The power firms in heritage consulting
Engineering News-Record recently released its list of The Top 200 Environmental Firms. Published annually, this year’s list is based on 2011 revenue.
Rank | Company | Heritage Services | Revenue (million) |
---|---|---|---|
1 | CH2M HILL Ltd. | Yes | $3,835 |
2 | URS Corp. | Yes | $3,362 |
3 | Veolia Environnement SA | No | $3,294 |
4 | Bechtel Corp. | No | $2,731 |
5 | Tetra Tech Inc. | Yes | $2,050 |
6 | AECOM Technology Corp | Yes | $1,768 |
7 | EnergySolutions Inc. | No | $1,752 |
8 | The Shaw Group Inc. | Yes | $1,559 |
9 | Fluor Corp. | No | $1,236 |
10 | Kiewit Corp. | No | $1,160 |
Half of the top ten firms on the list provide in-house compliance services for heritage resources. On a similar list of design firms, seven of the top ten firms were in-house providers of heritage services.
Unfortunately, what most people want to know about these firms isn’t available: how much of their overall revenue comes from their heritage consulting activities. While most of these companies are publically-traded companies and report their financials, the filings are not fine enough to go down to the level of heritage services.

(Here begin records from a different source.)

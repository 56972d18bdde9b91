//! Observable engine events
//!
//! Events are explicit and typed; each maps to one log line.

use std::fmt;

/// Observable events emitted by the validation engine.
#[derive(Debug, Clone, Copy, PartialEq, Eq)]
pub enum Event {
    /// A validator was compiled and cached
    ValidatorCompiled,
    /// A cached validator was reused
    CacheHit,
    /// Entries were evicted to make room
    CacheEvicted,
    /// Validation run finished without errors
    ValidationPassed,
    /// Validation run finished with errors
    ValidationFailed,
    /// A system fault was reported inside a result
    ValidationFault,
    /// Cache and counters were reset
    EngineReset,
}

impl Event {
    /// Stable event name used in log lines.
    pub fn as_str(&self) -> &'static str {
        match self {
            Event::ValidatorCompiled => "VALIDATOR_COMPILED",
            Event::CacheHit => "CACHE_HIT",
            Event::CacheEvicted => "CACHE_EVICTED",
            Event::ValidationPassed => "VALIDATION_PASSED",
            Event::ValidationFailed => "VALIDATION_FAILED",
            Event::ValidationFault => "VALIDATION_FAULT",
            Event::EngineReset => "ENGINE_RESET",
        }
    }
}

impl fmt::Display for Event {
    fn fmt(&self, f: &mut fmt::Formatter<'_>) -> fmt::Result {
        write!(f, "{}", self.as_str())
    }
}

#[cfg(test)]
mod tests {
    use super::*;

    #[test]
    fn test_event_names_are_stable() {
        assert_eq!(Event::ValidatorCompiled.as_str(), "VALIDATOR_COMPILED");
        assert_eq!(Event::CacheHit.as_str(), "CACHE_HIT");
        assert_eq!(Event::EngineReset.as_str(), "ENGINE_RESET");
    }

    #[test]
    fn test_event_display() {
        assert_eq!(Event::ValidationFailed.to_string(), "VALIDATION_FAILED");
    }
}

Many in the heritage industry would argue that these firms aren’t really heritage firms at all because they provide additional services. Ignoring them, though doesn’t make them go away. Firms that only provide heritage compliance services compete with these firms head-to-head for work. It may not be as visible, though, because the heritage work that the power firms do is packaged in large contracts that include design, natural resource, engineering, and construction work. Within the U.S., more and more heritage compliance work is contracted as NEPA projects with the full spectrum of environmental analyses and assessments. NEPA is the U.S. federal law called the National Environmental Policy Act–an umbrella law that includes heritage resources. Most heritage-only firms never see these larger NEPA projects unless one of the power firms subcontract this work. What we are now seeing, though, is that these environmental and engineering firms are doing more and more heritage work in-house, and subcontracting less.
The power firms are never going to compete for small, heritage-only projects. There may be a niche for heritage-only firms into the future. This niche, though, is getting smaller as clients opt for “one-stop-shopping” for their compliance needs. A heritage-only firm doing, say, $14 million a year in annual revenue (the threshold for being a large heritage firm in the U.S.) can’t compete with the marketing might and resources that the power firms have to bear. I occasionally hear colleagues say that the heritage division of a large environmental or engineering firm had to have taken a loss on some particular project. That may be true for the heritage component of the project, but the project overall may have been very profitable. Because the heritage component of a large multi-disciplinary project may be small, the power firms have the resources to subsidize heritage work and undercut heritage-only firms.
The dynamic of multidisciplinary versus heritage-only firms is interesting. After years of defining the compliance services sector of the heritage industry as the domain of heritage-only firms, it is time to acknowledge that all firms providing heritage services are a part of the heritage industry. This means that, at least for last year, the largest heritage firm was CH2M HILL with over $3 billion in revenue.
I agree with most of this post, but I do want to make one point regarding the claim that “The power firms are never going to compete for small, heritage-only projects.” My employer is on the list of top 500 design firms (mentioned in the post), and while we are certainly not in the same league as URS, CH2M Hill, etc., cultural resource work is a relatively small percentage of the company’s total revenue. We recently calculated that about 20% of the work we do (by revenue) is for broader NEPA projects and less than 3% of the work we do is compliance work for other, non-NEPA-specific projects (i.e., transportation projects). This means that more than 75% of our work by revenue is on heritage-only projects. We obviously couldn’t do this if we were taking a loss on all of that work – we would be out of jobs very quickly. So I think it’s a mistake to believe that large, multidisciplinary firms are necessarily taking huge losses on heritage work and making it up elsewhere on multidiscpinary projects.